About this task
Only the number is needed: the count of lines in the records with the word "means".

━━━ Provided data ━━━

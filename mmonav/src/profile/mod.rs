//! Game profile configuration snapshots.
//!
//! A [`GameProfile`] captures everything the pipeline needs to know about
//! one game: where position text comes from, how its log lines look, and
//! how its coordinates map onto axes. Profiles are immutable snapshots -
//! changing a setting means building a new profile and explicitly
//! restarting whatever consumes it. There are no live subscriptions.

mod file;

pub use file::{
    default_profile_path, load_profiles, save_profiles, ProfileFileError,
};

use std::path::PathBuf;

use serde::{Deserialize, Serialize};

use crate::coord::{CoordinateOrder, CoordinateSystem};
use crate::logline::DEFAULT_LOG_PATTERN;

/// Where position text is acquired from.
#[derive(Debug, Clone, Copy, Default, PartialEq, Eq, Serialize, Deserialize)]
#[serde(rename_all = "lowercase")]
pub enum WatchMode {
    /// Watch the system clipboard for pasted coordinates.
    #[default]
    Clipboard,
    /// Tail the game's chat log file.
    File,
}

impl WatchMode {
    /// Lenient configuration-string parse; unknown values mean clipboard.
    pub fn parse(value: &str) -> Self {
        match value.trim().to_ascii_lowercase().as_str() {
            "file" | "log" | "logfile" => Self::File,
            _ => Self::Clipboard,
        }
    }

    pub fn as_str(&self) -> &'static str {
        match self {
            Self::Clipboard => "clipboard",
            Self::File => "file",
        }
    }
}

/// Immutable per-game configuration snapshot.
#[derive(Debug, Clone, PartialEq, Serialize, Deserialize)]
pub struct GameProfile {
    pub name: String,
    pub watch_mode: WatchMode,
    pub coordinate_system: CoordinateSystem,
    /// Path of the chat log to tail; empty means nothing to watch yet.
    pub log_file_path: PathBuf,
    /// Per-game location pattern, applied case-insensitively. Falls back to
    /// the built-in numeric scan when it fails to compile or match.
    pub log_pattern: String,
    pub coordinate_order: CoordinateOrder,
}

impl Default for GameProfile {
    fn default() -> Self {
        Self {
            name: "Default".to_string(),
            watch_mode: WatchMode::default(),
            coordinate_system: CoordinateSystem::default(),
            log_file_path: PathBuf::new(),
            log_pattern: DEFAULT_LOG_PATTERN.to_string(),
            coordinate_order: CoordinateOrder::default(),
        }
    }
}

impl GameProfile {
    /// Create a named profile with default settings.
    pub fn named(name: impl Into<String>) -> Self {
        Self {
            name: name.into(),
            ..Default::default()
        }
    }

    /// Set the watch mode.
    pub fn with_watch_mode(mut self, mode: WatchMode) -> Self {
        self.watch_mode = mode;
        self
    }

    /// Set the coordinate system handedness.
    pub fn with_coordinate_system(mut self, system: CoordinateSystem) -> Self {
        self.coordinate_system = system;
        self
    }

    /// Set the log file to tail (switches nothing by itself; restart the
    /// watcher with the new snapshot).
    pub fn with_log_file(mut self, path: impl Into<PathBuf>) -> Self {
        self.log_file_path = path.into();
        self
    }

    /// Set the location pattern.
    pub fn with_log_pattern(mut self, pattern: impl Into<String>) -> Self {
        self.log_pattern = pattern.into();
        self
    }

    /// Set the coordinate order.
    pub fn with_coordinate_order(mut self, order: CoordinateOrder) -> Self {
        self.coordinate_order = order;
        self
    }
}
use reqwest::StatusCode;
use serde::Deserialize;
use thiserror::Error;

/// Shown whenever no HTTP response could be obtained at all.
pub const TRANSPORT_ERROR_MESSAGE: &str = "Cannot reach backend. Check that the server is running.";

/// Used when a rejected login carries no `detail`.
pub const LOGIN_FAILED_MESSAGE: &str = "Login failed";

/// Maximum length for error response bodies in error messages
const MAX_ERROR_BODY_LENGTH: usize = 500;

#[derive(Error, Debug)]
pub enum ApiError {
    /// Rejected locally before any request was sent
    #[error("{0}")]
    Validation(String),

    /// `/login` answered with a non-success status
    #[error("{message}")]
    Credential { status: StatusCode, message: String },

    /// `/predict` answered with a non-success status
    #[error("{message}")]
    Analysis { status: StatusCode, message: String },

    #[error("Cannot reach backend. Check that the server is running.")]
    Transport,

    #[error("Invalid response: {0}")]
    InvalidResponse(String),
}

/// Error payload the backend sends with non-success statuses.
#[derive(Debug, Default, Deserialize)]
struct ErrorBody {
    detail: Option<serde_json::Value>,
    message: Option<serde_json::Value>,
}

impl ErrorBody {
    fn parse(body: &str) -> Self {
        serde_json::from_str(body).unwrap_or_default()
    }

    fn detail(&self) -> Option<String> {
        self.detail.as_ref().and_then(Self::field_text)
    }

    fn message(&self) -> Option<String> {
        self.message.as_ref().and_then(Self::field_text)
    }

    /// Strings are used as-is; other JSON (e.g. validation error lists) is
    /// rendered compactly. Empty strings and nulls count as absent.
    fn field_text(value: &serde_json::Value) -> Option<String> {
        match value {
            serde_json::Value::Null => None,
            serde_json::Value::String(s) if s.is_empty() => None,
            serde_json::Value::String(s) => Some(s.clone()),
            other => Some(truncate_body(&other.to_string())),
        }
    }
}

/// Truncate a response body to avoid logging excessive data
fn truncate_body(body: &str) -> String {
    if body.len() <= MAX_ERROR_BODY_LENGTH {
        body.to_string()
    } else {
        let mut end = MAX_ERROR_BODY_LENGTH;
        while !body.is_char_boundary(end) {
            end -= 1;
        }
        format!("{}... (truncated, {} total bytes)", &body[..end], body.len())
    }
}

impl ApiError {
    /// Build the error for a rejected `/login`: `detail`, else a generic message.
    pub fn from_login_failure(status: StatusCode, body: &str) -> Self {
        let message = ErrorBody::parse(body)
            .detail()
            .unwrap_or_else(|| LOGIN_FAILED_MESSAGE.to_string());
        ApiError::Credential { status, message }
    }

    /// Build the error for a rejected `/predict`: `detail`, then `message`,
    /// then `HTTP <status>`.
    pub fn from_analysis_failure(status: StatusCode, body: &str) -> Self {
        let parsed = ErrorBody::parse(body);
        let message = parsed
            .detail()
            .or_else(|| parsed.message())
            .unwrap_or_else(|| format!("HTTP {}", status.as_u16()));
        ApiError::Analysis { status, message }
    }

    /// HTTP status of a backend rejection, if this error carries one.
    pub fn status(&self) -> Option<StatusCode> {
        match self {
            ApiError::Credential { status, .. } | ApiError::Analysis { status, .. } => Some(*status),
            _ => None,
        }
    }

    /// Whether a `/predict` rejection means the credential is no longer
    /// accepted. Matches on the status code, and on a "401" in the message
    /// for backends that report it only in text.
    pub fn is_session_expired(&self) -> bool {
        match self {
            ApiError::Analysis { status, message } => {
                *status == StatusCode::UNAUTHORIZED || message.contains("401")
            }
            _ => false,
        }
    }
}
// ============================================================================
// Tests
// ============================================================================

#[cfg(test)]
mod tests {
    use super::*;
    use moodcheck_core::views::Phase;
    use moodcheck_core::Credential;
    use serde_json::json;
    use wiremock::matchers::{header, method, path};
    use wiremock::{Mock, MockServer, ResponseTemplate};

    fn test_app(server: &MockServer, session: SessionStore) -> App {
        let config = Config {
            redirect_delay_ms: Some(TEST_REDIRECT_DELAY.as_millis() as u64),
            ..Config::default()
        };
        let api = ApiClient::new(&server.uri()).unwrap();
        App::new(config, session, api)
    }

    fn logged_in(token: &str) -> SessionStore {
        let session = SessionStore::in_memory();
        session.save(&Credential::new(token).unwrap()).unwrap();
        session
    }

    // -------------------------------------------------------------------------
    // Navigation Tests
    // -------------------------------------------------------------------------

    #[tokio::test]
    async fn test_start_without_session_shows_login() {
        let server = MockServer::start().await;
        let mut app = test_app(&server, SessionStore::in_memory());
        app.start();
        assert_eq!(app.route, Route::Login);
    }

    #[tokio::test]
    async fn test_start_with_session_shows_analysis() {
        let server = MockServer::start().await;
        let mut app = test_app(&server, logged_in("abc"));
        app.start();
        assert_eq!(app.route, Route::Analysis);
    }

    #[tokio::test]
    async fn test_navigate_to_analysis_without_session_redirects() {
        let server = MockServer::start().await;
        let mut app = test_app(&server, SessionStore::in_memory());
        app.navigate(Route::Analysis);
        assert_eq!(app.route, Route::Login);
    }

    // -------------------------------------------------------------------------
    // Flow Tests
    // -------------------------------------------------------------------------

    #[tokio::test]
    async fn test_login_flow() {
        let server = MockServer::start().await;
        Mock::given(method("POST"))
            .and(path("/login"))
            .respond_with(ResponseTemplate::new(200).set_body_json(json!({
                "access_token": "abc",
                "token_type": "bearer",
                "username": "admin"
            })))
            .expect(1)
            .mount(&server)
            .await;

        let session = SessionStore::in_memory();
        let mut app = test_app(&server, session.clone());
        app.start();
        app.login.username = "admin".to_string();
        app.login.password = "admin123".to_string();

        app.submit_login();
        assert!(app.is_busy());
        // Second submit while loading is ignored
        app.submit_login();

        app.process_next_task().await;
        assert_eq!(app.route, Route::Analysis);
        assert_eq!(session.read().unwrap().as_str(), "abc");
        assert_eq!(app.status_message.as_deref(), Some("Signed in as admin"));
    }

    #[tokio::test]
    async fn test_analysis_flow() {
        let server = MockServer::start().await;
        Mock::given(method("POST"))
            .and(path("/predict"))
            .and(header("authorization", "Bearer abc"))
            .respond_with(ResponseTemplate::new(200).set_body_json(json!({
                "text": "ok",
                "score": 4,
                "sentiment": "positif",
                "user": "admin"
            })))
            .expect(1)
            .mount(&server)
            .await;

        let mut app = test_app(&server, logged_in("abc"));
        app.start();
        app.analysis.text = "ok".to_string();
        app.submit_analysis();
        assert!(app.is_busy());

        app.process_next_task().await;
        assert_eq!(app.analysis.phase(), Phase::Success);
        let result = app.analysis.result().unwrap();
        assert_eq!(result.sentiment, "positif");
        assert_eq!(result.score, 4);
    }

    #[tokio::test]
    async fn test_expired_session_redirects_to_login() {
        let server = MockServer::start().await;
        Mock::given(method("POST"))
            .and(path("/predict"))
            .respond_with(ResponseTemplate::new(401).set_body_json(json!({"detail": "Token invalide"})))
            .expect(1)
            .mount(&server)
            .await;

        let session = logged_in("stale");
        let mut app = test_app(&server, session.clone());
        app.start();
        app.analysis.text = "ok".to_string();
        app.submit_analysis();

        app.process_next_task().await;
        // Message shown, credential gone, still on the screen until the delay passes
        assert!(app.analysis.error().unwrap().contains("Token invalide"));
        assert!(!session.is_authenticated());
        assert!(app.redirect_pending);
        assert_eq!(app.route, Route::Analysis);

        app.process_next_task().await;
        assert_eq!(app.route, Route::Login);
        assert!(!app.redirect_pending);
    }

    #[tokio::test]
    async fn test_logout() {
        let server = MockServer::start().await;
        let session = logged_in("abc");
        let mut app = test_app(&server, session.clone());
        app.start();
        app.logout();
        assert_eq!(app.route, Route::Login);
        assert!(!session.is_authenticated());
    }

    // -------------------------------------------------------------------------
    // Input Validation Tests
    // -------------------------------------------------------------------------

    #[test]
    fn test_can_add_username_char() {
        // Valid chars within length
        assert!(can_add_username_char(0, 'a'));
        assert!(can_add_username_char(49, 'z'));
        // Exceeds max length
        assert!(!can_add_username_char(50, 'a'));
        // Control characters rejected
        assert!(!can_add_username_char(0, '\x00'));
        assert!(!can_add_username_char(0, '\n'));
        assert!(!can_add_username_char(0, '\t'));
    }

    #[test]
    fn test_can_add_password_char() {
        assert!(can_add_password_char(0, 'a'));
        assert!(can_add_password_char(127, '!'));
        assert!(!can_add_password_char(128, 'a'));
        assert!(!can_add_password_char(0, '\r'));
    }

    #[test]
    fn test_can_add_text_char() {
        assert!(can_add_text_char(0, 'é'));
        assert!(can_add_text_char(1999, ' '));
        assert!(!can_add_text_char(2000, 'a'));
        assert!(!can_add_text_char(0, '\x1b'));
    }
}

━━━

Task output
3